[PROBLEM TO SOLVE]:
Below are some records. Pull every line that contains the word "fonts".

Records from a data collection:
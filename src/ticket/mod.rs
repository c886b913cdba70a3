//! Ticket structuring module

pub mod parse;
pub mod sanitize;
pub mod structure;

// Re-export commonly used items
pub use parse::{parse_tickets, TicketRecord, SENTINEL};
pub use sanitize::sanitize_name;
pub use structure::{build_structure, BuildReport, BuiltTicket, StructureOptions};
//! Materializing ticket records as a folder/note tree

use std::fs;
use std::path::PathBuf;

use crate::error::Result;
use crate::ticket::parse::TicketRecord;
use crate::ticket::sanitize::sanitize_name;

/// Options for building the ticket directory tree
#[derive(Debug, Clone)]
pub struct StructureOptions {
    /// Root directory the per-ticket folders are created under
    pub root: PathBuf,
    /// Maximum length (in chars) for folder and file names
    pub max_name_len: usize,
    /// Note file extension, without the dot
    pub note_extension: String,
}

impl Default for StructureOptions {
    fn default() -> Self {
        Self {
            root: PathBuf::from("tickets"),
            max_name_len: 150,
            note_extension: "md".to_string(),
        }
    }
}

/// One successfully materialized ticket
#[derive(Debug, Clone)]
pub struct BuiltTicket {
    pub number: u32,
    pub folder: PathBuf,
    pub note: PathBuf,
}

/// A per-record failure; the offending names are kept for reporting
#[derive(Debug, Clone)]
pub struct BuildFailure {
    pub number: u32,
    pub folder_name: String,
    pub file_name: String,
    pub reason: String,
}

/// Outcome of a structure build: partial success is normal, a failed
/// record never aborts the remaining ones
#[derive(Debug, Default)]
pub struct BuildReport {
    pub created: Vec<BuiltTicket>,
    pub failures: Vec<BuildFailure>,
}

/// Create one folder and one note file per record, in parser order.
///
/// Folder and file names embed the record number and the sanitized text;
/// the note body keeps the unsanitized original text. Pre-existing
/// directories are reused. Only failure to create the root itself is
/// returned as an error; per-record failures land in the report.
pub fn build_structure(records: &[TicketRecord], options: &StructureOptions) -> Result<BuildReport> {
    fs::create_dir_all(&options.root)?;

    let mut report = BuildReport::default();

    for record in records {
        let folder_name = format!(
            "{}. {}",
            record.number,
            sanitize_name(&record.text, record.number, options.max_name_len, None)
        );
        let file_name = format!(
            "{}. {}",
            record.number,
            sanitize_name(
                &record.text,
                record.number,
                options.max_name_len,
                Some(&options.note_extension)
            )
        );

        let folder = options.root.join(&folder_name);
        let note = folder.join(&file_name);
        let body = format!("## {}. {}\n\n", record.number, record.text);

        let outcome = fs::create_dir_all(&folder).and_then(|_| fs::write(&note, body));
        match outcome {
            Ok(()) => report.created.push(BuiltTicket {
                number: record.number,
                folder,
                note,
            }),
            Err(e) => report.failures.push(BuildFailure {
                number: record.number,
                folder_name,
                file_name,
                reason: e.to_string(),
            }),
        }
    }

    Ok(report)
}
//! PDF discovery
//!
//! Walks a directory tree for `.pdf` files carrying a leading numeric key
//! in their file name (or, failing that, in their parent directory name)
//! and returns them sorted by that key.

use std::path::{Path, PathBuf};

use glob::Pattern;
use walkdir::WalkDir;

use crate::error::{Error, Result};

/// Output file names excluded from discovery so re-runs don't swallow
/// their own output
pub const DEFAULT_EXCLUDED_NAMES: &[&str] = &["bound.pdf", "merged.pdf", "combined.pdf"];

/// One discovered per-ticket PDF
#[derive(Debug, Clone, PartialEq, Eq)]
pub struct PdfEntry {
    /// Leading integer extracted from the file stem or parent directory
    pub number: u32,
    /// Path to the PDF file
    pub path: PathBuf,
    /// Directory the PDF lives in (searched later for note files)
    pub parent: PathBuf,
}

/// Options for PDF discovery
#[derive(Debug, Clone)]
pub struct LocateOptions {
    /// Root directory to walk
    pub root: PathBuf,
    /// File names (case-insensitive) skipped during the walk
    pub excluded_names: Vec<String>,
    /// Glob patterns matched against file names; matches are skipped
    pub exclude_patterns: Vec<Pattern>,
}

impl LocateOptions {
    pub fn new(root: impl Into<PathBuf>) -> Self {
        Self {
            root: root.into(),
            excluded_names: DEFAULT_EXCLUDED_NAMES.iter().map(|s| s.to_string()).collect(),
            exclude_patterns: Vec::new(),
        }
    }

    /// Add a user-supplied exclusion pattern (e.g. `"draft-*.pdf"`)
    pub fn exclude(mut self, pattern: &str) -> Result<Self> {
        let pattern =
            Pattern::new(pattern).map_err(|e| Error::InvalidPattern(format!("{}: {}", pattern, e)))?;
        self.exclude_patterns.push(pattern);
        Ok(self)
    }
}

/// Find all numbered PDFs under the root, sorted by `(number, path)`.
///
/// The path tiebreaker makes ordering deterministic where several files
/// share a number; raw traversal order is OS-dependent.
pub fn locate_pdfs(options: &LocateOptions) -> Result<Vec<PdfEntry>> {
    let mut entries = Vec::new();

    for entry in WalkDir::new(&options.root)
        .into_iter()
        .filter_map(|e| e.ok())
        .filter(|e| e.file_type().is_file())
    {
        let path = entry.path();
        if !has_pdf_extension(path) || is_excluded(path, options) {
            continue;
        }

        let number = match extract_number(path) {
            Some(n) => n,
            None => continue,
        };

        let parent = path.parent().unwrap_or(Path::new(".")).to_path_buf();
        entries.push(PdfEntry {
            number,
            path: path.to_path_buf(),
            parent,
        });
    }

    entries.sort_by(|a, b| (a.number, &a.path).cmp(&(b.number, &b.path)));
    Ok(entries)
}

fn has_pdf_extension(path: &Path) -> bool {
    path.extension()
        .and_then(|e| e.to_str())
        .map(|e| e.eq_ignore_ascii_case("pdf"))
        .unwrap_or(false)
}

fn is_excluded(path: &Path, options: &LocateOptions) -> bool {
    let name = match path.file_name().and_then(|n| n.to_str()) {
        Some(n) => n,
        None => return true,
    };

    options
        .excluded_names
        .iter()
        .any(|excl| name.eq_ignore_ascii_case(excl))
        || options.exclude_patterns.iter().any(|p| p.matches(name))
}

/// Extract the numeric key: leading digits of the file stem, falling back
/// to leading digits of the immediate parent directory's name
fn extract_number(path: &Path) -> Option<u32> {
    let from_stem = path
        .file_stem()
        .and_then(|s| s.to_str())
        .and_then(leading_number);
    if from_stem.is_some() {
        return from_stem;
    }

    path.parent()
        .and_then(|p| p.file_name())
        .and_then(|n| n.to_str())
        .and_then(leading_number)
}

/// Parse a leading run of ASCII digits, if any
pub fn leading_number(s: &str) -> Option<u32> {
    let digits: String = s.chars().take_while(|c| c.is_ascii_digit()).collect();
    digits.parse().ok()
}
--
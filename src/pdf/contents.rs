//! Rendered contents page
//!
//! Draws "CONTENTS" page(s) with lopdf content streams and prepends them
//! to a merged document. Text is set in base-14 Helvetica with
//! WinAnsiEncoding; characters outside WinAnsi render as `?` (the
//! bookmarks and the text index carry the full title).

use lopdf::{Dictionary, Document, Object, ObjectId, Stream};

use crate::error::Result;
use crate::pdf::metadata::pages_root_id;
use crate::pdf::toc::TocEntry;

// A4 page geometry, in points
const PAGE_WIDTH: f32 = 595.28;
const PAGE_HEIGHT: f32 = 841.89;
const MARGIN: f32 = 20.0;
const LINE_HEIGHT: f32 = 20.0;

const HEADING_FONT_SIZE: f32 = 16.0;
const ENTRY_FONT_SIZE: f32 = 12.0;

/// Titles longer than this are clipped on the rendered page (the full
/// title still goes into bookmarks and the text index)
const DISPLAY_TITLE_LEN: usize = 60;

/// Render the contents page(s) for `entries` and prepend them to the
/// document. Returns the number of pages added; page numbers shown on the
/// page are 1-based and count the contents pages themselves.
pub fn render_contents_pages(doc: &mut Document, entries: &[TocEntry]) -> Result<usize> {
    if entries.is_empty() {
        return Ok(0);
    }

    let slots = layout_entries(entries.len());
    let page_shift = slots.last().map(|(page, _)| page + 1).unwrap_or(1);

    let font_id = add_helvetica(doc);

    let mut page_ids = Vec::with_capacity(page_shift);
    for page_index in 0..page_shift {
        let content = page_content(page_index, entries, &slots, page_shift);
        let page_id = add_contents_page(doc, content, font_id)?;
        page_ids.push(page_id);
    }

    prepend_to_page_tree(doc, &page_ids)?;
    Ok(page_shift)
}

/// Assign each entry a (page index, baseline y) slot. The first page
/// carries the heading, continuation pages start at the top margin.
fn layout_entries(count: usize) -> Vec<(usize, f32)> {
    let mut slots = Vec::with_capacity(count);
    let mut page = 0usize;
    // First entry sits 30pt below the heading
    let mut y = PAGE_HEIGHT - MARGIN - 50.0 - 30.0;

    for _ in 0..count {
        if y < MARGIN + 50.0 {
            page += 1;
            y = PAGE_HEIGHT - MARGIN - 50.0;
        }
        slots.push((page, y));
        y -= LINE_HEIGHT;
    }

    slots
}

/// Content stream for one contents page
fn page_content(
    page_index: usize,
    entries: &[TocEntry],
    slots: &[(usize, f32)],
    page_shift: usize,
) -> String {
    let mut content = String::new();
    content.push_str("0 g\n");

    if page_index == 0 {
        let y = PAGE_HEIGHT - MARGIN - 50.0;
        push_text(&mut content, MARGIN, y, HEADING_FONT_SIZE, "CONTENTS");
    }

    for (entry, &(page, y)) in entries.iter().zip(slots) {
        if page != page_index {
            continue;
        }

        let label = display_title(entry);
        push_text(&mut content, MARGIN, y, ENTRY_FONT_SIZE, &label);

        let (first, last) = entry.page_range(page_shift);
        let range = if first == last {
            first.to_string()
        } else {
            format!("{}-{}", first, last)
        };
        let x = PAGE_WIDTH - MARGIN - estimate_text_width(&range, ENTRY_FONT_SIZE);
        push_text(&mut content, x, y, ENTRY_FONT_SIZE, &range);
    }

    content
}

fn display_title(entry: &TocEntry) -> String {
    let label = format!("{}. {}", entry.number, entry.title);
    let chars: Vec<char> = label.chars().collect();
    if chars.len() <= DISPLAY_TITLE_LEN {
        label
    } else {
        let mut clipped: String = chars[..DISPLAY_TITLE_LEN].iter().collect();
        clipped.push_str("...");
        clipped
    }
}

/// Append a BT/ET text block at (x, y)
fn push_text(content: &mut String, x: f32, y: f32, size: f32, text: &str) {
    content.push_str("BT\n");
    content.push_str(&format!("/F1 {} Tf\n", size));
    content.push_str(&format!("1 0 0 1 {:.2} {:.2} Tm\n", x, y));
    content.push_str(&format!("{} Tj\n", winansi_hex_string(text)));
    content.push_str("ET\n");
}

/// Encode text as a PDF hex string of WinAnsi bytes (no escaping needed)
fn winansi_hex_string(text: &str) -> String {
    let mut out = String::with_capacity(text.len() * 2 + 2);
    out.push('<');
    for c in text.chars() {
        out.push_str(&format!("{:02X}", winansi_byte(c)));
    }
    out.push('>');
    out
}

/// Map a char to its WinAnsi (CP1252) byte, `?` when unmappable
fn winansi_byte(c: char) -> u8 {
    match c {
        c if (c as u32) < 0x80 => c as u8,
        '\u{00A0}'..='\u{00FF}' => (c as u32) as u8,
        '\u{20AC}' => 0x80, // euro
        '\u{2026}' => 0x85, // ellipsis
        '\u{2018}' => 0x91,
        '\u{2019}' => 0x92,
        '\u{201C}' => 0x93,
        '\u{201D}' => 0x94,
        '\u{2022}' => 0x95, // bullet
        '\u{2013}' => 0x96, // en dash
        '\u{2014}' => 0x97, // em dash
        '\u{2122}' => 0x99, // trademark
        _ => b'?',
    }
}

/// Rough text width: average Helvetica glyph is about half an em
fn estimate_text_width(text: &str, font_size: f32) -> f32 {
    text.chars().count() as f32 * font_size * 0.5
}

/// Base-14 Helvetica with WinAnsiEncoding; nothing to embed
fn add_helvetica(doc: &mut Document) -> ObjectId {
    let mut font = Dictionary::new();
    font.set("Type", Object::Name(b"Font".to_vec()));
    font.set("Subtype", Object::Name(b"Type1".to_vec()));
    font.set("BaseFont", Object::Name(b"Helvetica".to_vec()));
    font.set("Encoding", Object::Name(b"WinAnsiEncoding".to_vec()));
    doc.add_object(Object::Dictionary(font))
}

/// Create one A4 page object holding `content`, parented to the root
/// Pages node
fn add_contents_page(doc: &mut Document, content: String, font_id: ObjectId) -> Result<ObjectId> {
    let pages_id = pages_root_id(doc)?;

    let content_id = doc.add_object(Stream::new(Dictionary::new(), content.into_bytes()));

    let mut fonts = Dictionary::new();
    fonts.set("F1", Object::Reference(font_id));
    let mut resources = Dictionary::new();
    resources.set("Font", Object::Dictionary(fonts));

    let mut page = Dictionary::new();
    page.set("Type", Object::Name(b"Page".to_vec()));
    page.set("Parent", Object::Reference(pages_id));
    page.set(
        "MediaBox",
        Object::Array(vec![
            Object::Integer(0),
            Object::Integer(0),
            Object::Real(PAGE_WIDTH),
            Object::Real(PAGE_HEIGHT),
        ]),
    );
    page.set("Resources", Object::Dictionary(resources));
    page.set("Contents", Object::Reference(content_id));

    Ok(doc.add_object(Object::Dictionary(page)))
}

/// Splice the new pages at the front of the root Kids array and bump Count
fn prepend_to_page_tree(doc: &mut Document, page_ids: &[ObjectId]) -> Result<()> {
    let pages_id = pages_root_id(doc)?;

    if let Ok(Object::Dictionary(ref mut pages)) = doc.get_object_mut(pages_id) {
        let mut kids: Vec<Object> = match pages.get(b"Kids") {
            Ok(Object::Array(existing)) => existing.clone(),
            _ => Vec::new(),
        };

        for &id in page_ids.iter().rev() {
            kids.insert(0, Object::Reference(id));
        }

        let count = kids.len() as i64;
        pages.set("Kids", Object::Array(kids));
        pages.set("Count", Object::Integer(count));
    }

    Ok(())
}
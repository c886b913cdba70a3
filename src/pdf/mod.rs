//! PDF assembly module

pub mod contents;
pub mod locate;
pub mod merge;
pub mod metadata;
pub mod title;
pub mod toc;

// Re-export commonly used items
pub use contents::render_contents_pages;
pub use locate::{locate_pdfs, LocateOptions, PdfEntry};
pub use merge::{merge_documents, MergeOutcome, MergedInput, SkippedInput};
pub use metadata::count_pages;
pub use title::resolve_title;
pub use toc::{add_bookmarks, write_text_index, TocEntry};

[WRITTEN RESPONSE]:
    let mut fonts = Dictionary::new();
    fonts.set("F1", Object::Reference(font_id));
    resources.set("Font", Object::Dictionary(fonts));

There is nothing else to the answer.